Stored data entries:

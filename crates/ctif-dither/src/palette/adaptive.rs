//! K-means palette reduction.
//!
//! The sample is first collapsed into an ordered colour histogram so every
//! pass iterates distinct colours in the same order. Each attempt starts
//! from its own seeded choice of initial centroids; attempts run in
//! parallel and the one with the lowest weighted error wins.
//!
//! With a base palette only the leading `max_size` slots are fitted. The
//! remaining base entries stay fixed, and a colour already closer to one of
//! them than to every centroid does not pull any centroid.

use std::borrow::Cow;
use std::collections::{BTreeMap, BTreeSet};

use rand::rngs::StdRng;
use rand::{Rng, SeedableRng};
use rayon::prelude::*;
use serde::{Deserialize, Serialize};

use super::{FixedPalette, Palette, PaletteError, MAX_PALETTE_SIZE};
use crate::color::Rgb;
use crate::quantize::{self, DistanceMetric};

/// Upper bound on assign/update rounds per attempt.
const MAX_ITERATIONS: usize = 128;

/// Parameters for a palette computed from image content.
#[derive(Debug, Clone, PartialEq, Eq, Serialize, Deserialize)]
#[serde(default)]
pub struct AdaptivePalette {
    /// Number of colours to fit (1..=256).
    pub max_size: usize,
    /// Base seed; attempt `i` is seeded with `seed + i`.
    pub seed: u64,
    /// Independent k-means runs. Zero is treated as one.
    pub attempts: usize,
    /// Fixed palette whose first `max_size` entries are replaced by fitted
    /// colours; the rest are kept as they are.
    pub base: Option<FixedPalette>,
    /// Sample one pixel from each cell of a `sampling x sampling` grid
    /// instead of reading every pixel. Zero reads every pixel.
    pub sampling: usize,
}

impl Default for AdaptivePalette {
    fn default() -> Self {
        Self {
            max_size: 16,
            seed: 0,
            attempts: 4,
            base: None,
            sampling: 0,
        }
    }
}

/// A distinct sample colour.
struct Entry {
    color: [f32; 3],
    count: u64,
    /// Distance to the nearest fixed base entry, infinite without a base.
    fixed: f32,
}

/// Outcome of one k-means run.
struct Clustering {
    centroids: Vec<[f32; 3]>,
    error: f64,
}

impl AdaptivePalette {
    /// Pixels of a `width x height` frame to feed into [`compute`](Self::compute).
    ///
    /// With a sampling grid, each grid cell contributes one pixel picked by
    /// an RNG seeded with `seed`, so the sample is reproducible.
    pub fn sample<'a>(&self, pixels: &'a [Rgb], width: usize, height: usize) -> Cow<'a, [Rgb]> {
        let res = self.sampling;
        if res == 0 || width == 0 || height == 0 || pixels.len() != width * height {
            return Cow::Borrowed(pixels);
        }

        let mut rng = StdRng::seed_from_u64(self.seed);
        let mut sample = Vec::with_capacity(res * res);
        for gy in 0..res {
            let rows = grid_span(gy, res, height);
            for gx in 0..res {
                let cols = grid_span(gx, res, width);
                let y = rng.gen_range(rows.clone());
                let x = rng.gen_range(cols);
                sample.push(pixels[y * width + x]);
            }
        }
        Cow::Owned(sample)
    }

    /// Reduce `sample` to at most `max_size` colours.
    ///
    /// Without a base the output is sorted and free of duplicates. With a
    /// base the output has the base's length: sorted fitted colours first,
    /// then the untouched base entries. Equal input and seed give a
    /// byte-identical palette.
    pub fn compute(&self, sample: &[Rgb], metric: DistanceMetric) -> Result<Palette, PaletteError> {
        if self.max_size == 0 || self.max_size > MAX_PALETTE_SIZE {
            return Err(PaletteError::InvalidPaletteSize {
                requested: self.max_size,
            });
        }
        let base = self.base.map(FixedPalette::colors).unwrap_or_default();
        if !base.is_empty() && self.max_size > base.len() {
            return Err(PaletteError::AdaptiveExceedsBase {
                adaptive: self.max_size,
                base: base.len(),
            });
        }
        if sample.is_empty() {
            return Err(PaletteError::EmptySample);
        }

        let mut histogram: BTreeMap<Rgb, u64> = BTreeMap::new();
        for &color in sample {
            *histogram.entry(color).or_insert(0) += 1;
        }

        if histogram.len() <= self.max_size {
            tracing::debug!(
                distinct = histogram.len(),
                "sample fits palette, skipping k-means"
            );
            return assemble(histogram.into_keys().collect(), &base);
        }

        let fixed: Vec<[f32; 3]> = base.iter().skip(self.max_size).map(|c| c.to_f32()).collect();
        let entries: Vec<Entry> = histogram
            .iter()
            .map(|(color, &count)| {
                let color = color.to_f32();
                let fixed = fixed
                    .iter()
                    .map(|&f| metric.distance(color, f))
                    .fold(f32::INFINITY, f32::min);
                Entry { color, count, fixed }
            })
            .collect();

        let attempts = self.attempts.max(1);
        let runs: Vec<Clustering> = (0..attempts)
            .into_par_iter()
            .map(|attempt| {
                let seed = self.seed.wrapping_add(attempt as u64);
                kmeans(&entries, self.max_size, seed, metric)
            })
            .collect();

        // Strict `<` keeps the lowest attempt on ties.
        let mut best = 0;
        for (i, run) in runs.iter().enumerate().skip(1) {
            if run.error < runs[best].error {
                best = i;
            }
        }

        tracing::debug!(
            distinct = entries.len(),
            attempts,
            best_attempt = best,
            error = runs[best].error,
            base = ?self.base,
            "adaptive palette computed"
        );

        let fitted = runs[best].centroids.iter().map(|&c| Rgb::from_f32(c)).collect();
        assemble(fitted, &base)
    }
}

/// Half-open range of grid cell `index` when `len` is split into `parts`.
/// Never empty, even when there are more parts than pixels.
fn grid_span(index: usize, parts: usize, len: usize) -> std::ops::Range<usize> {
    let start = index * len / parts;
    let end = ((index + 1) * len / parts).clamp(start + 1, len);
    start..end
}

/// Final palette from fitted colours and an optional base.
fn assemble(mut fitted: Vec<Rgb>, base: &[Rgb]) -> Result<Palette, PaletteError> {
    if base.is_empty() {
        let unique: BTreeSet<Rgb> = fitted.into_iter().collect();
        let colors: Vec<Rgb> = unique.into_iter().collect();
        return Palette::new(&colors);
    }

    // Slots are positional here, so duplicates stay.
    fitted.sort_unstable();
    let tail = &base[fitted.len()..];
    fitted.extend_from_slice(tail);
    Palette::new(&fitted)
}

/// One seeded k-means run over weighted distinct colours.
///
/// Requires `entries.len() > k`. An entry closer to its fixed base colour
/// than to every centroid is left unassigned.
fn kmeans(entries: &[Entry], k: usize, seed: u64, metric: DistanceMetric) -> Clustering {
    let mut rng = StdRng::seed_from_u64(seed);

    // Colours the base already shows exactly make poor seeds.
    let eligible: Vec<usize> = (0..entries.len()).filter(|&i| entries[i].fixed > 0.0).collect();
    let pool: Vec<usize> = if eligible.len() >= k {
        eligible
    } else {
        (0..entries.len()).collect()
    };
    let mut initial: Vec<usize> = rand::seq::index::sample(&mut rng, pool.len(), k)
        .into_iter()
        .map(|i| pool[i])
        .collect();
    initial.sort_unstable();
    let mut centroids: Vec<[f32; 3]> = initial.iter().map(|&i| entries[i].color).collect();

    let mut assignment: Vec<Option<usize>> = vec![None; entries.len()];
    for round in 0..MAX_ITERATIONS {
        let mut changed = round == 0;
        for (slot, entry) in assignment.iter_mut().zip(entries) {
            let nearest = quantize::nearest_index(entry.color, centroids.iter().copied(), metric);
            let target = (metric.distance(entry.color, centroids[nearest]) < entry.fixed).then_some(nearest);
            if *slot != target {
                *slot = target;
                changed = true;
            }
        }
        if !changed {
            break;
        }

        let mut sums = vec![[0.0f64; 3]; k];
        let mut weights = vec![0u64; k];
        for (cluster, entry) in assignment.iter().zip(entries) {
            let Some(cluster) = *cluster else { continue };
            for c in 0..3 {
                sums[cluster][c] += f64::from(entry.color[c]) * entry.count as f64;
            }
            weights[cluster] += entry.count;
        }
        for ((centroid, sum), &weight) in centroids.iter_mut().zip(&sums).zip(&weights) {
            // Empty clusters keep their previous centroid.
            if weight > 0 {
                for c in 0..3 {
                    centroid[c] = (sum[c] / weight as f64) as f32;
                }
            }
        }
    }

    let error: f64 = assignment
        .iter()
        .zip(entries)
        .map(|(cluster, entry)| {
            let distance = match *cluster {
                Some(c) => metric.distance(entry.color, centroids[c]),
                None => entry.fixed,
            };
            f64::from(distance) * entry.count as f64
        })
        .sum();

    Clustering { centroids, error }
}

**Exercise instructions**
Reproduce the lines of the records exactly, from the first one through the line that contains "closer to one of".

**Response to this task**
filename crates/ctif-dither/src/palette/adaptive.rs
//! K-means palette reduction.
//!
//! The sample is first collapsed into an ordered colour histogram so every
//! pass iterates distinct colours in the same order. Each attempt starts
//! from its own seeded choice of initial centroids; attempts run in
//! parallel and the one with the lowest weighted error wins.
//!
//! With a base palette only the leading `max_size` slots are fitted. The
//! remaining base entries stay fixed, and a colour already closer to one of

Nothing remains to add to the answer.